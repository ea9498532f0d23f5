// Hive Catalog Rust Library
// Copyright 2025 MinIO, Inc.
//
// Licensed under the Apache License, Version 2.0 (the "License");
// you may not use this file except in compliance with the License.
// You may obtain a copy of the License at
//
//     http://www.apache.org/licenses/LICENSE-2.0
//
// Unless required by applicable law or agreed to in writing, software
// distributed under the License is distributed on an "AS IS" BASIS,
// WITHOUT WARRANTIES OR CONDITIONS OF ANY KIND, either express or implied.
// See the License for the specific language governing permissions and
// limitations under the License.

use super::common::*;
use hive_catalog::catalog::hive::STREAMING_UNSUPPORTED;
use hive_catalog::catalog::types::CatalogBaseTable;
use hive_catalog::catalog::{Catalog, CatalogError, ValidationErr};
use hive_catalog::config::{HiveConf, StorageFormat};
use hive_catalog::conformance::{compare_base_tables, compare_tables, is_superset_of};
use hive_catalog::metastore::types::{COMMENT, DDL_TIME, TableType};
use hive_catalog_common::test_context::TestContext;
use hive_catalog_common::utils::rand_database_name;

#[hive_catalog_macros::test]
async fn create_table_conforms(ctx: TestContext, database_name: String) {
    let catalog = &ctx.catalog;
    let path = path1(&database_name);
    let table = create_table();

    catalog
        .create_table(&path, table.clone().into(), false)
        .await
        .unwrap();

    let stored = catalog.get_table(&path).await.unwrap();
    assert_conforms(compare_base_tables(&table.clone().into(), &stored));
    let stored = stored.as_table().unwrap();
    assert!(!stored.is_partitioned());
    assert!(is_superset_of(&stored.properties, &table.properties));
    assert!(stored.properties.contains_key(DDL_TIME));

    assert_eq!(catalog.list_tables(&database_name).await.unwrap(), vec![T1]);
    assert!(catalog.list_views(&database_name).await.unwrap().is_empty());
}

#[hive_catalog_macros::test]
async fn create_partitioned_table_conforms(ctx: TestContext, database_name: String) {
    let catalog = &ctx.catalog;
    let path = path1(&database_name);
    let table = create_partitioned_table();
    create_table_helper(catalog, &path, table.clone()).await;

    let stored = catalog.get_table(&path).await.unwrap();
    let stored = stored.as_table().unwrap();
    assert_conforms(compare_tables(&table, stored));
    assert!(stored.is_partitioned());

    // Partition columns live next to the data columns in the metastore record
    let record = catalog.get_hive_table(&path).await.unwrap();
    let data_columns: Vec<&str> = record.sd.cols.iter().map(|c| c.name.as_str()).collect();
    let partition_columns: Vec<&str> = record
        .partition_keys
        .iter()
        .map(|c| c.name.as_str())
        .collect();
    assert_eq!(data_columns, vec!["first"]);
    assert_eq!(partition_columns, vec!["second", "third"]);
}

#[hive_catalog_macros::test]
async fn create_table_storage_format_set(ctx: TestContext, database_name: String) {
    let catalog = &ctx.catalog;
    let path = path1(&database_name);
    create_table_helper(catalog, &path, create_table()).await;

    let record = catalog.get_hive_table(&path).await.unwrap();
    assert_eq!(record.table_type, TableType::ManagedTable);
    let sd = &record.sd;
    assert!(!sd.input_format.trim().is_empty());
    assert!(!sd.output_format.trim().is_empty());
    assert!(!sd.serde_info.serialization_lib.trim().is_empty());
}

#[hive_catalog_macros::test(no_database)]
async fn storage_format_follows_configuration(ctx: TestContext) {
    let conf = HiveConf {
        default_file_format: StorageFormat::Orc,
        ..ctx.conf.clone()
    };
    let orc = TestContext::with_conf(conf);
    orc.catalog.open().await.unwrap();
    let (database_name, guard) = orc.create_database_helper().await;

    let path = path1(&database_name);
    create_table_helper(&orc.catalog, &path, create_table()).await;
    let record = orc.catalog.get_hive_table(&path).await.unwrap();
    assert_eq!(record.sd.input_format, StorageFormat::Orc.input_format());
    assert_eq!(record.sd.output_format, StorageFormat::Orc.output_format());
    assert_eq!(
        record.sd.serde_info.serialization_lib,
        StorageFormat::Orc.serde_lib()
    );

    guard.cleanup().await;
    orc.catalog.close().await.unwrap();
}

#[hive_catalog_macros::test]
async fn create_table_partition_keys_not_trailing(ctx: TestContext, database_name: String) {
    let catalog = &ctx.catalog;
    let path = path1(&database_name);
    let mut table = create_partitioned_table();
    table.partition_keys = vec!["first".to_string()];

    match catalog.create_table(&path, table.into(), false).await {
        Ok(_) => panic!("Table with leading partition key was created"),
        Err(CatalogError::Validation(ValidationErr::PartitionKeysNotTrailing(keys))) => {
            assert_eq!(keys, vec!["first"])
        }
        Err(e) => panic!("Unexpected error: {e:?}"),
    }
    assert!(!catalog.table_exists(&path).await.unwrap());
}

#[hive_catalog_macros::test]
async fn create_table_reserved_property(ctx: TestContext, database_name: String) {
    let catalog = &ctx.catalog;
    let path = path1(&database_name);
    let mut table = create_table();
    table.properties.insert(COMMENT.to_string(), "not the comment".to_string());

    match catalog.create_table(&path, table.into(), false).await {
        Ok(_) => panic!("Table with a reserved property was created"),
        Err(CatalogError::Validation(ValidationErr::ReservedProperty(key))) => {
            assert_eq!(key, COMMENT)
        }
        Err(e) => panic!("Unexpected error: {e:?}"),
    }
    assert!(!catalog.table_exists(&path).await.unwrap());
}

#[hive_catalog_macros::test]
async fn create_table_streaming(ctx: TestContext, database_name: String) {
    let catalog = &ctx.catalog;
    let path = path1(&database_name);

    match catalog
        .create_table(&path, create_streaming_table().into(), false)
        .await
    {
        Ok(_) => panic!("Streaming table was created"),
        Err(CatalogError::Unsupported(msg)) => assert_eq!(msg, STREAMING_UNSUPPORTED),
        Err(e) => panic!("Unexpected error: {e:?}"),
    }
    assert!(!catalog.table_exists(&path).await.unwrap());
}

#[hive_catalog_macros::test]
async fn create_table_already_exists(ctx: TestContext, database_name: String) {
    let catalog = &ctx.catalog;
    let path = path1(&database_name);
    create_table_helper(catalog, &path, create_table()).await;

    match catalog
        .create_table(&path, create_another_table().into(), false)
        .await
    {
        Ok(_) => panic!("Table already exists, but was created again"),
        Err(CatalogError::TableAlreadyExist { path: p, .. }) => assert_eq!(p, path),
        Err(e) => panic!("Unexpected error: {e:?}"),
    }

    catalog
        .create_table(&path, create_another_table().into(), true)
        .await
        .unwrap();
    let stored = catalog.get_table(&path).await.unwrap();
    assert_conforms(compare_base_tables(&create_table().into(), &stored));
}

#[hive_catalog_macros::test(no_database)]
async fn create_table_database_not_exist(ctx: TestContext) {
    let path = path1(&rand_database_name());
    match ctx
        .catalog
        .create_table(&path, create_table().into(), false)
        .await
    {
        Ok(_) => panic!("Table was created in a missing database"),
        Err(CatalogError::DatabaseNotExist { database, .. }) => {
            assert_eq!(database, path.database_name())
        }
        Err(e) => panic!("Unexpected error: {e:?}"),
    }
}

#[hive_catalog_macros::test]
async fn get_table_not_exist(ctx: TestContext, database_name: String) {
    match ctx
        .catalog
        .get_table(&non_exist_object_path(&database_name))
        .await
    {
        Ok(_) => panic!("Table does not exist, but was returned"),
        Err(CatalogError::TableNotExist { .. }) => {}
        Err(e) => panic!("Unexpected error: {e:?}"),
    }
}

#[hive_catalog_macros::test]
async fn drop_table(ctx: TestContext, database_name: String) {
    let catalog = &ctx.catalog;
    let path = path1(&database_name);
    create_table_helper(catalog, &path, create_table()).await;

    catalog.drop_table(&path, false).await.unwrap();
    assert!(!catalog.table_exists(&path).await.unwrap());

    match catalog.drop_table(&path, false).await {
        Ok(_) => panic!("Table does not exist, but was dropped"),
        Err(CatalogError::TableNotExist { .. }) => {}
        Err(e) => panic!("Unexpected error: {e:?}"),
    }
    catalog.drop_table(&path, true).await.unwrap();
}

#[hive_catalog_macros::test]
async fn alter_table(ctx: TestContext, database_name: String) {
    let catalog = &ctx.catalog;
    let path = path1(&database_name);
    create_table_helper(catalog, &path, create_table()).await;

    let mut altered = create_another_table();
    altered
        .properties
        .insert("k2".to_string(), "v2".to_string());
    catalog
        .alter_table(&path, altered.clone().into(), false)
        .await
        .unwrap();

    let stored = catalog.get_table(&path).await.unwrap();
    assert_conforms(compare_base_tables(&altered.into(), &stored));

    // The storage format of the existing record is kept
    let record = catalog.get_hive_table(&path).await.unwrap();
    assert!(!record.sd.input_format.is_empty());
}

#[hive_catalog_macros::test]
async fn alter_table_not_exist(ctx: TestContext, database_name: String) {
    let catalog = &ctx.catalog;
    let path = non_exist_object_path(&database_name);

    match catalog.alter_table(&path, create_table().into(), false).await {
        Ok(_) => panic!("Table does not exist, but was altered"),
        Err(CatalogError::TableNotExist { .. }) => {}
        Err(e) => panic!("Unexpected error: {e:?}"),
    }
    catalog
        .alter_table(&path, create_table().into(), true)
        .await
        .unwrap();
    assert!(!catalog.table_exists(&path).await.unwrap());
}

#[hive_catalog_macros::test]
async fn alter_table_into_view(ctx: TestContext, database_name: String) {
    let catalog = &ctx.catalog;
    let path = path1(&database_name);
    create_table_helper(catalog, &path, create_table()).await;

    let view: CatalogBaseTable = create_view(&path).into();
    match catalog.alter_table(&path, view, false).await {
        Ok(_) => panic!("Table was altered into a view"),
        Err(CatalogError::IncompatibleKind { existing, new, .. }) => {
            assert_eq!(existing, "table");
            assert_eq!(new, "view");
        }
        Err(e) => panic!("Unexpected error: {e:?}"),
    }
}

#[hive_catalog_macros::test]
async fn alter_table_streaming(ctx: TestContext, database_name: String) {
    let catalog = &ctx.catalog;
    let path = path1(&database_name);
    create_table_helper(catalog, &path, create_table()).await;

    match catalog
        .alter_table(&path, create_streaming_table().into(), false)
        .await
    {
        Ok(_) => panic!("Table was altered into a streaming table"),
        Err(CatalogError::Unsupported(msg)) => assert_eq!(msg, STREAMING_UNSUPPORTED),
        Err(e) => panic!("Unexpected error: {e:?}"),
    }
}

#[hive_catalog_macros::test]
async fn rename_table(ctx: TestContext, database_name: String) {
    let catalog = &ctx.catalog;
    let path = path1(&database_name);
    let table = create_partitioned_table();
    create_table_helper(catalog, &path, table.clone()).await;
    catalog
        .create_partition(&path, &create_partition_spec(), create_partition(), false)
        .await
        .unwrap();

    catalog.rename_table(&path, T2, false).await.unwrap();

    let renamed = path2(&database_name);
    assert!(!catalog.table_exists(&path).await.unwrap());
    let stored = catalog.get_table(&renamed).await.unwrap();
    assert_conforms(compare_base_tables(&table.into(), &stored));
    assert_eq!(
        catalog.list_partitions(&renamed).await.unwrap(),
        vec![create_partition_spec()]
    );
}

#[hive_catalog_macros::test]
async fn rename_table_target_exists(ctx: TestContext, database_name: String) {
    let catalog = &ctx.catalog;
    create_table_helper(catalog, &path1(&database_name), create_table()).await;
    create_table_helper(catalog, &path3(&database_name), create_another_table()).await;

    match catalog.rename_table(&path1(&database_name), T3, false).await {
        Ok(_) => panic!("Table was renamed onto an existing table"),
        Err(CatalogError::TableAlreadyExist { path, .. }) => {
            assert_eq!(path, path3(&database_name))
        }
        Err(e) => panic!("Unexpected error: {e:?}"),
    }
}

#[hive_catalog_macros::test]
async fn rename_table_not_exist(ctx: TestContext, database_name: String) {
    let catalog = &ctx.catalog;
    let path = non_exist_object_path(&database_name);

    match catalog.rename_table(&path, T2, false).await {
        Ok(_) => panic!("Table does not exist, but was renamed"),
        Err(CatalogError::TableNotExist { .. }) => {}
        Err(e) => panic!("Unexpected error: {e:?}"),
    }
    catalog.rename_table(&path, T2, true).await.unwrap();
}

—————

> WHAT YOU NEED TO DO:
One figure is all that is needed: the number of lines above in which the word "under" appears.

> RESULT:
3